Factors that mitigate the consequences of mental distress following an adverse experience are termed resilience factors. These factors are often assessed at the individual, as opposed to institutional, level. Resilience factors may include having a strong sense of purpose, ability to adapt and cope, positive mental state, confidence, optimism and perceiving strong social support [17]. A 2020 systematic review evaluating psychological interventions to promote resilience in health workers found that resilience training did, indeed, improve measures of resilience and acutely reduced symptoms of depression and stress [17]. Because some resilience factors are modifiable, and interventions do show promise, it is important to identify the resilience factors that may be particularly relevant to the experience of HCWs during COVID-19 response. Intervening on these factors may alleviate long-term consequences of COVID-19-related stress on HCWs’ mental health.
The purpose of the current project was to quantify experience of moral injury and distress in HCWs during the first three months of the COVID-19 pandemic response. We previously showed that at the beginning of the US surge, HCW moral injury was similar in severity to that reported by military service members returning from combat deployments and was positively related to percentage of work in inpatient care and sleep disturbance [18]. We also saw that psychiatric distress was similar in severity to that reported by Chinese HCWs at the peak of cases in China, and was positively associated with percentage of work in inpatient care, stressful work environment, sleep disturbance and frequency of working nontraditional shifts. Based on these findings from our prior survey, we hypothesized that moral injury and distress scores would increase over the first three months of the COVID-19 pandemic and would be influenced by resiliency factors such as job type, social support and sleep disturbance.

2. Materials and Methods

This study was a prospective, longitudinal survey of healthcare workers performed between March and July 2020 during the first COVID-19 surge in the United States. We used a convenience sample of physicians and professional staff members included on email rosters (n = 838) of the Department of Medicine and the Department of Emergency Medicine as well as the Critical Care distribution list at the University of Maryland School of Medicine. The study was approved by the University of Maryland, Baltimore Human Research Protections Office (IRB HP-00090729).
We disseminated electronic surveys using the REDCap platform hosted at the University of Maryland, Baltimore [19,20]. Surveys were delivered to all recipients of the three recruitment rosters in late March 2020. Recipients received an introduction email that described the purpose of the survey and included elements of informed consent. Those wishing to complete the survey selected a link to proceed to the survey. Participants who completed the initial survey and provided an email address for subsequent correspondence received additional surveys one and three months later. Each survey was designed to take less than 5 min for completion.
Surveys collected basic demographic and occupational information and queried participants about resilience factors, distress and experience of morally injurious events.
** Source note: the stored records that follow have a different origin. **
//! Relative path resolution and self-healing symlink creation.
//!
//! Links produced here are always relative to their own location so the
//! finished tree can be copied into a disk image or archive unchanged.

use crate::bundler::error::{Error, ErrorExt, Result};
use path_absolutize::Absolutize;
use std::collections::HashSet;
use std::io;
use std::path::{Component, Path, PathBuf};

/// Upper bound on hops followed when checking a link chain.
const MAX_LINK_HOPS: usize = 40;

/// How a link failure is handled.
#[derive(Clone, Copy, Debug, Eq, PartialEq)]
pub enum LinkPolicy {
    /// Log the failure and carry on. For cosmetic links.
    Lenient,
    /// Propagate the failure as [`Error::Link`].
    Strict,
}

/// A symlink that exists on disk with the intended relative target.
#[derive(Clone, Debug, Eq, PartialEq)]
pub struct SymlinkRecord {
    /// Path of the link itself.
    pub link: PathBuf,
    /// Relative target stored in the link.
    pub target: PathBuf,
}

/// Returns the relative path from `base` to `path`.
///
/// With `preserve_symlinks` unset both inputs are fully dereferenced first,
/// giving the physical relation. With it set neither is dereferenced, which
/// keeps a symlinked `path` as the hop the caller points at.
pub fn resolve_relative(path: &Path, base: &Path, preserve_symlinks: bool) -> Result<PathBuf> {
    let (path, base) = if preserve_symlinks {
        (lexical_path(path)?, lexical_path(base)?)
    } else {
        (physical_path(path)?, physical_path(base)?)
    };
    Ok(diff_paths(&path, &base))
}

/// Absolute path without touching symlinks.
fn lexical_path(path: &Path) -> Result<PathBuf> {
    Ok(path
        .absolutize()
        .fs_context("absolutizing", path)?
        .into_owned())
}

/// Fully dereferenced absolute path.
///
/// Trailing components that do not exist yet are appended to the
/// dereferenced longest existing ancestor.
fn physical_path(path: &Path) -> Result<PathBuf> {
    let absolute = lexical_path(path)?;
    let mut existing = absolute.as_path();
    let mut missing = Vec::new();

    loop {
        match std::fs::canonicalize(existing) {
            Ok(mut resolved) => {
                for component in missing.iter().rev() {
                    resolved.push(component);
                }
                return Ok(resolved);
            }
            Err(e) if e.kind() == io::ErrorKind::NotFound => {
                let (Some(parent), Some(name)) = (existing.parent(), existing.file_name()) else {
                    return Ok(absolute);
                };
                missing.push(name.to_os_string());
                existing = parent;
            }
            Err(e) => return Err(e).fs_context("resolving", existing),
        }
    }
}

/// Component-wise difference of two absolute, normalized paths.
fn diff_paths(path: &Path, base: &Path) -> PathBuf {
    let path_parts: Vec<Component> = path.components().collect();
    let base_parts: Vec<Component> = base.components().collect();

    let common = path_parts
        .iter()
        .zip(base_parts.iter())
        .take_while(|(a, b)| a == b)
        .count();

    let mut relative = PathBuf::new();
    for _ in common..base_parts.len() {
        relative.push("..");
    }
    for part in &path_parts[common..] {
        relative.push(part.as_os_str());
    }
    if relative.as_os_str().is_empty() {
        relative.push(".");
    }
    relative
}

/// Creates `link` pointing at the relative `target`, repairing collisions.
///
/// - nothing at `link`: the parent is created and the link made
/// - a symlink whose stored target equals `target`: nothing to do
/// - a symlink elsewhere, a directory or a plain file: removed, then linked
///
/// Absolute targets are always rejected. Other failures are logged and
/// swallowed under [`LinkPolicy::Lenient`], in which case `Ok(None)` is
/// returned.
pub fn symlink_relative(
    target: &Path,
    link: &Path,
    policy: LinkPolicy,
) -> Result<Option<SymlinkRecord>> {
    if target.is_absolute() {
        return Err(Error::Link {
            link: link.to_path_buf(),
            target: target.to_path_buf(),
            reason: "link targets must be relative".to_string(),
        });
    }

    match place_link(target, link) {
        Ok(()) => Ok(Some(SymlinkRecord {
            link: link.to_path_buf(),
            target: target.to_path_buf(),
        })),
        Err(e) => tolerate(
            Error::Link {
                link: link.to_path_buf(),
                target: target.to_path_buf(),
                reason: e.to_string(),
            },
            policy,
        ),
    }
}

/// Swallows a cosmetic failure under [`LinkPolicy::Lenient`].
fn tolerate(error: Error, policy: LinkPolicy) -> Result<Option<SymlinkRecord>> {
    if policy == LinkPolicy::Lenient && error.is_cosmetic() {
        log::warn!("{}", error);
        return Ok(None);
    }
    Err(error)
}

fn place_link(target: &Path, link: &Path) -> io::Result<()> {
    if let Some(parent) = link.parent() {
        std::fs::create_dir_all(parent)?;
    }

    match super::fs::symlink(target, link) {
        Ok(()) => return Ok(()),
        Err(e) if e.kind() == io::ErrorKind::AlreadyExists => {}
        Err(e) => return Err(e),
    }

    let meta = std::fs::symlink_metadata(link)?;
    if meta.file_type().is_symlink() {
        if std::fs::read_link(link)? == target {
            log::debug!("{} already links to {}", link.display(), target.display());
            return Ok(());
        }
        log::debug!("Replacing stale link {}", link.display());
        remove_link(link)?;
    } else if meta.is_dir() {
        log::debug!("Replacing directory {} with a link", link.display());
        std::fs::remove_dir_all(link)?;
    } else {
        log::debug!("Replacing file {} with a link", link.display());
        std::fs::remove_file(link)?;
    }

    super::fs::symlink(target, link)
}

#[cfg(unix)]
fn remove_link(link: &Path) -> io::Result<()> {
    std::fs::remove_file(link)
}

#[cfg(windows)]
fn remove_link(link: &Path) -> io::Result<()> {
    std::fs::remove_file(link).or_else(|_| std::fs::remove_dir(link))
}

/// Links `link` to the absolute `target`, storing the path relative to the
/// link's directory.
///
/// `preserve_symlinks` is forwarded to [`resolve_relative`]: set it when
/// `target` is itself a link that should remain the next hop. A path that
/// cannot be resolved is a link failure and follows `policy`.
pub fn link_to(
    target: &Path,
    link: &Path,
    preserve_symlinks: bool,
    policy: LinkPolicy,
) -> Result<Option<SymlinkRecord>> {
    let link_dir = link.parent().unwrap_or_else(|| Path::new("."));
    let relative = match resolve_relative(target, link_dir, preserve_symlinks) {
        Ok(relative) => relative,
        Err(e) => {
            return tolerate(
                Error::Link {
                    link: link.to_path_buf(),
                    target: target.to_path_buf(),
                    reason: e.to_string(),
                },
                policy,
            );
        }
    };
    symlink_relative(&relative, link, policy)
}

/// Follows the chain of hops starting at `link` and returns every hop.
///
/// Fails with [`Error::Link`] when a hop resolves onto the link itself or any
/// of its ancestor directories, or when a hop repeats.
pub fn check_link_chain(link: &Path) -> Result<Vec<PathBuf>> {
    let start = lexical_path(link)?;
    let ancestors: Vec<PathBuf> = start.ancestors().map(Path::to_path_buf).collect();
    let cycle = |target: &Path, reason: &str| Error::Link {
        link: start.clone(),
        target: target.to_path_buf(),
        reason: reason.to_string(),
    };

    let mut visited = HashSet::new();
    let mut hops = Vec::new();
    let mut current = start.clone();

    while std::fs::symlink_metadata(&current)
        .map(|m| m.file_type().is_symlink())
        .unwrap_or(false)
    {
        if hops.len() >= MAX_LINK_HOPS {
            return Err(cycle(&current, "too many link hops"));
        }
        let stored = std::fs::read_link(&current).fs_context("reading link", &current)?;
        let parent = current.parent().unwrap_or_else(|| Path::new("/"));
        let next = lexical_path(&parent.join(stored))?;

        if ancestors.contains(&next) {
            return Err(cycle(&next, "link resolves onto its own ancestor"));
        }
        if !visited.insert(next.clone()) {
            return Err(cycle(&next, "link chain revisits a hop"));
        }
        hops.push(next.clone());
        current = next;
    }

    // A hop may pass through a symlinked directory; compare physical paths too.
    if let (Ok(resolved), Some(parent)) = (std::fs::canonicalize(&start), start.parent()) {
        if let Ok(parent) = std::fs::canonicalize(parent) {
            if parent.starts_with(&resolved) {
                return Err(cycle(&resolved, "link resolves onto its own ancestor"));
            }
        }
    }

    Ok(hops)
}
Resilience was assessed via six items written for this study and based on domains of resilience identified in prior literature: perceived workplace stress, perceived workplace support, perceived social support, positive affect experienced prior to COVID-19 (i.e., “how often did you feel positive or happy”), frequency of working nontraditional shifts and frequency of sleep disturbances [21,22]. All resilience items were scored from 1 to 5 (“not at all” to “very”), with higher scores indicating more of a given construct. Distress was evaluated using the Impact of Events Scale-Revised (IES-R) [23]. This scale has been used in prior studies to evaluate healthcare worker distress and was used to assess distress in Chinese healthcare workers in January of 2020 at the peak of the COVID-19 outbreak in China [24]. Moral injury was assessed using the Moral Injury Events Scale (MIES) [25]. This scale has previously been used to assess moral injury in military service members [25,26].

3. Analytic Plan

We performed descriptive statistics and calculated means and standard deviations (for continuous variables) and frequencies (for categorical variables) for responses measured at three months. To test the hypothesis that moral injury and psychiatric distress increased over time, we compared mean scores between baseline and one-month follow-up and separately between one-month and three-month follow-up. To test the hypothesis that predictors of distress and moral injury early in the pandemic would continue to predict persistent distress and moral injury at three months, we performed hierarchical multiple regression analyses. First, the assumptions for a linear regression were evaluated. After these were found to be tenable, two separate hierarchical multiple regression analyses were performed. First, a sequential model was developed to understand the impact of demographic (step 1), occupational (step 2), prior distress (i.e., baseline IES-R score; step 3) and resilience factors (step 4) on distress as measured via total IES-R score. Second, a similar model was developed for moral injury, with prior moral injury (i.e., baseline MIES score) being entered in step 3. For predictive analyses, sex, proportion of inpatient time and proportion of clinical time were bifurcated (male/female and >50%/<50%, respectively). Resilience items were evaluated for normality, then entered as continuous variables. Cases were excluded pairwise based on missing data. Analyses were performed using IBM SPSS v26 (IBM, Armonk, NY, USA).

4. Results

4.1. Participants

Ninety-six respondents completed the three-month follow-up survey (43.8% of n = 219 original respondents), 77 of whom also completed the one-month assessment. Table 1 presents demographic and occupational characteristics for these respondents. At three-month follow-up, the internal consistency reliability of the IES-R total score was α = 0.90, and internal consistency reliability of the MIES total score was α = 0.93.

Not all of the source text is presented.